How to use BigQuery in a Jupyter notebook?
When we try to analyze huge datasets (like blockchain data) through BigQuery, it is useful to run the data load and conversion in the cloud and use our local environment mostly for the final transformations and visualization.
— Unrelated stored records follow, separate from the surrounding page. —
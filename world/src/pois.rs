//! Points of interest on the board and the pools feeding replenishment.

use fire_rescue_core::{CellCoord, Poi, PoiKind};

use crate::grid::GridShape;

#[derive(Clone, Debug)]
pub(crate) struct PoiLayer {
    shape: GridShape,
    markers: Vec<Option<Poi>>,
    victim_pool: u32,
    false_alarm_pool: u32,
}

impl PoiLayer {
    pub(crate) fn new(shape: GridShape, victim_pool: u32, false_alarm_pool: u32) -> Self {
        Self {
            shape,
            markers: vec![None; shape.cell_count()],
            victim_pool,
            false_alarm_pool,
        }
    }

    pub(crate) fn get(&self, cell: CellCoord) -> Option<Poi> {
        self.shape
            .index(cell)
            .and_then(|index| self.markers.get(index).copied().flatten())
    }

    pub(crate) fn put(&mut self, cell: CellCoord, poi: Option<Poi>) {
        if let Some(slot) = self
            .shape
            .index(cell)
            .and_then(|index| self.markers.get_mut(index))
        {
            *slot = poi;
        }
    }

    /// Cells holding a marker, in row-major order.
    pub(crate) fn occupied(&self) -> impl Iterator<Item = (CellCoord, Poi)> + '_ {
        self.shape
            .cells()
            .zip(self.markers.iter())
            .filter_map(|(cell, marker)| marker.map(|poi| (cell, poi)))
    }

    pub(crate) fn count(&self) -> usize {
        self.markers.iter().filter(|marker| marker.is_some()).count()
    }

    pub(crate) fn pool(&self, kind: PoiKind) -> u32 {
        match kind {
            PoiKind::Victim => self.victim_pool,
            PoiKind::FalseAlarm => self.false_alarm_pool,
        }
    }

    /// Takes one marker out of a pool, failing when the pool is empty.
    pub(crate) fn draw(&mut self, kind: PoiKind) -> bool {
        let pool = match kind {
            PoiKind::Victim => &mut self.victim_pool,
            PoiKind::FalseAlarm => &mut self.false_alarm_pool,
        };
        if *pool == 0 {
            return false;
        }
        *pool -= 1;
        true
    }
}
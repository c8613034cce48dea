use fire_rescue_core::{CellCoord, DoorState, HazardLevel, Poi, PoiKind, Role, Rules};
use fire_rescue_system_turns::{decide_action, Action, TurnState};
use fire_rescue_world::Edge;
use proptest::prelude::*;

fn hazard() -> impl Strategy<Value = HazardLevel> {
    prop_oneof![
        Just(HazardLevel::Clear),
        Just(HazardLevel::Smoke),
        Just(HazardLevel::Fire),
    ]
}

fn edge() -> impl Strategy<Value = Edge> {
    prop_oneof![
        Just(Edge::Open),
        Just(Edge::Wall),
        Just(Edge::Boundary),
        Just(Edge::Door(DoorState::Closed)),
        Just(Edge::Door(DoorState::Open)),
        Just(Edge::Door(DoorState::Destroyed)),
    ]
}

fn poi() -> impl Strategy<Value = Option<Poi>> {
    prop_oneof![
        Just(None),
        Just(Some(Poi::hidden(PoiKind::Victim))),
        Just(Some(Poi::hidden(PoiKind::FalseAlarm))),
        Just(Some(Poi {
            kind: PoiKind::Victim,
            revealed: true,
        })),
    ]
}

prop_compose! {
    fn turn_state()(
        rescuer in any::<bool>(),
        stored_ap in 0..=8_u8,
        carrying_victim in any::<bool>(),
        hazard_here in hazard(),
        neighbors in prop::collection::vec(hazard(), 0..4),
        poi_here in poi(),
        at_exit in any::<bool>(),
        next_edge in prop::option::of(edge()),
    ) -> TurnState {
        let cell = CellCoord::new(4, 4);
        let around = [
            CellCoord::new(4, 3),
            CellCoord::new(3, 4),
            CellCoord::new(4, 5),
            CellCoord::new(5, 4),
        ];
        TurnState {
            role: if rescuer { Role::Rescuer } else { Role::Suppressor },
            cell,
            stored_ap,
            carrying_victim,
            hazard_here,
            reachable_hazards: around
                .into_iter()
                .zip(neighbors)
                .filter(|(_, level)| level.is_hazard())
                .collect(),
            poi_here,
            at_exit,
            next_step: next_edge.map(|edge| (CellCoord::new(5, 4), edge)),
        }
    }
}

fn price(action: Action, state: &TurnState, rules: &Rules) -> u8 {
    let step = rules.step_cost(state.carrying_victim);
    match action {
        Action::Extinguish { cell } => {
            let level = if cell == state.cell {
                state.hazard_here
            } else {
                state
                    .reachable_hazards
                    .iter()
                    .find(|(neighbor, _)| *neighbor == cell)
                    .map(|(_, level)| *level)
                    .unwrap_or_default()
            };
            match level {
                HazardLevel::Fire => rules.extinguish_fire_cost,
                _ => rules.extinguish_smoke_cost,
            }
        }
        Action::Reveal => rules.reveal_cost,
        Action::OpenDoor { .. } => rules.open_door_cost + step,
        Action::BreachWall { .. } => rules.breach_cost + step,
        Action::Move { .. } => step,
        Action::Deliver | Action::PickUp | Action::EndTurn => 0,
    }
}

proptest! {
    #[test]
    fn decisions_never_exceed_stored_points(state in turn_state()) {
        let rules = Rules::default();
        let action = decide_action(&state, &rules);

        prop_assert!(price(action, &state, &rules) <= state.stored_ap);
        if state.role == Role::Suppressor {
            prop_assert!(!matches!(action, Action::Reveal | Action::PickUp | Action::Deliver));
        }
        if let Action::Extinguish { cell } = action {
            let reachable = state.reachable_hazards.iter().any(|(neighbor, _)| *neighbor == cell);
            prop_assert!(cell == state.cell || reachable);
        }
    }
}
For these cases, a jupyter notebook seems to be a fitting environment.
There are at least three main ways by which we can access BigQuery data from a notebook:
- The most simple one is to use the
pandas-gbq
library (we already covered it in this previous post) - Using google's BigQuery notebook extension
- The BigQuery python API
Here we will introduce the last two versions.
(This post is based on this official tutorial.)
Compared to the pandas-gbq
library, we need to define the credentials explicitly.
import os
os.environ["GOOGLE_APPLICATION_CREDENTIALS"] = os.path.expanduser("~/.credentials/Notebook bigquery-c422e406404b.json")
For the extension to work, we need to install the google-cloud-bigquery
library.
conda install -c conda-forge google-cloud-bigquery
Then, we load the bigquery extension
%load_ext google.cloud.bigquery
By using the %%bigquery
magic command, we immediately define the result of a query as a pandas dataframe.
Here, we pull the total Ethereum token spendings for each day during 2019.
%%bigquery token_transfers
SELECT
SUM(SAFE_CAST(value AS FLOAT64)) AS total_spent,
SAFE_CAST(EXTRACT(DATE FROM block_timestamp) AS DATETIME) AS date
FROM `bigquery-public-data.ethereum_blockchain.token_transfers`
WHERE
EXTRACT(YEAR FROM block_timestamp) = 2019
GROUP BY date
ORDER BY date DESC
token_transfers
import altair as alt
alt.data_transformers.disable_max_rows()
label = alt.selection_single(
# encodings=['x'],
on='mouseover',
nearest=True,
empty='none'
)
chart = alt.Chart().mark_line().encode(
alt.X('date:T'), alt.Y('total_spent:Q', scale=alt.Scale(type='log'))
)
alt.layer(
chart,
chart.mark_circle().encode(
opacity=alt.condition(label, alt.value(1), alt.value(0))
).add_selection(label),
alt.Chart().mark_rule(color='darkgray').encode(
x='date:T'
).transform_filter(label),
chart.mark_text(align='left', dx=5, dy=-5, stroke='white', strokeWidth=2).encode(
text=alt.Text('total_spent:Q', format=',.2e')
).transform_filter(label),
chart.mark_text(align='left', dx=5, dy=-5).encode(
text=alt.Text('total_spent:Q', format=',.2e')
).transform_filter(label),
data=token_transfers
).properties(width=600, height=400, title='Daily token spending during 2019 (log scale)')
from google.cloud import bigquery
client = bigquery.Client()
query ="""
SELECT
from_address,
SUM(SAFE_CAST(value AS FLOAT64)) AS total_spent,
AVG(SAFE_CAST(value AS INT64)) AS average_spent,
COUNT(1) AS times_spent
FROM `bigquery-public-data.ethereum_blockchain.token_transfers`
WHERE
EXTRACT(YEAR FROM block_timestamp) = 2019 AND
EXTRACT(MONTH FROM block_timestamp) = 09 AND
EXTRACT(DAY FROM block_timestamp) = 24 AND
EXTRACT(HOUR FROM block_timestamp) = 12
GROUP BY from_address
ORDER BY times_spent DESC"""
For this example we calculate the number of spendings and their total and average values from addresses over a hour.
df = client.query(query).to_dataframe()
df
alt.Chart(df).mark_rect().encode(
alt.X('times_spent:Q', bin=alt.BinParams(maxbins=20)),
alt.Y('total_spent:Q', bin=alt.BinParams(maxbins=20)),
alt.Color('count()'),
alt.Tooltip('count()')
).properties(title='Total spending value and spending frequency')
As expected, there are a few number of addresses responsible for the highest spending frequency and the highest spending value during that hour.